Provincial / State sides
- Years: Team / Apps / (Points)
- 1991-1992: Manawatu / 29 / (5)
- 1993: King Country / 16 / (5)
- 1994-1995: Waikato / 29 / (20)
- 1996: Bay of Plenty / 4 / (0)

Super Rugby
- Years: Team / Apps / (Points)
- 1996: Crusaders / 8 / (0)

= Dean Coleman (rugby union) =

New Zealand rugby union player

Dean Adrian Charles Coleman is a former New Zealand professional rugby player.

==Biography==
Coleman debuted in representative rugby playing as a lock for Manawatu for two seasons until 1992. He scored only one try for Manawatu which he scored during the 1992 National Provincial Championship. He later played for several other unions including King Country, Waikato and Bay of Plenty.
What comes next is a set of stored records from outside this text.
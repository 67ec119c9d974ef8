// Source connectors: the shared connector, per-source profiles and scoring.

pub mod base;
pub mod cloudtrail;
pub mod factory;
pub mod guardduty;
pub mod scoring;
pub mod security_hub;

pub use base::{Connector, ConnectorMode, FetchCriteria, SourceConnector, SourceProfile};
pub use factory::{create_profile, DefaultConnectorFactory};
pub mod logging;
pub mod metrics;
In 1996 he was signed to play for the Crusaders in the inaugural Super 12 season.

In 1997 he was not offered a Super Rugby contract, though would have been available anyway because of work commitments after becoming as Wrightson's Taranaki region finance manager in September 1996. He then signed to play for Taranaki, but did not play a match for them.

After retiring from professional rugby Coleman became the owner of a Mount Maunganui-based company Marexim which is a manufacturer and distributor of advanced lighting and electrical products.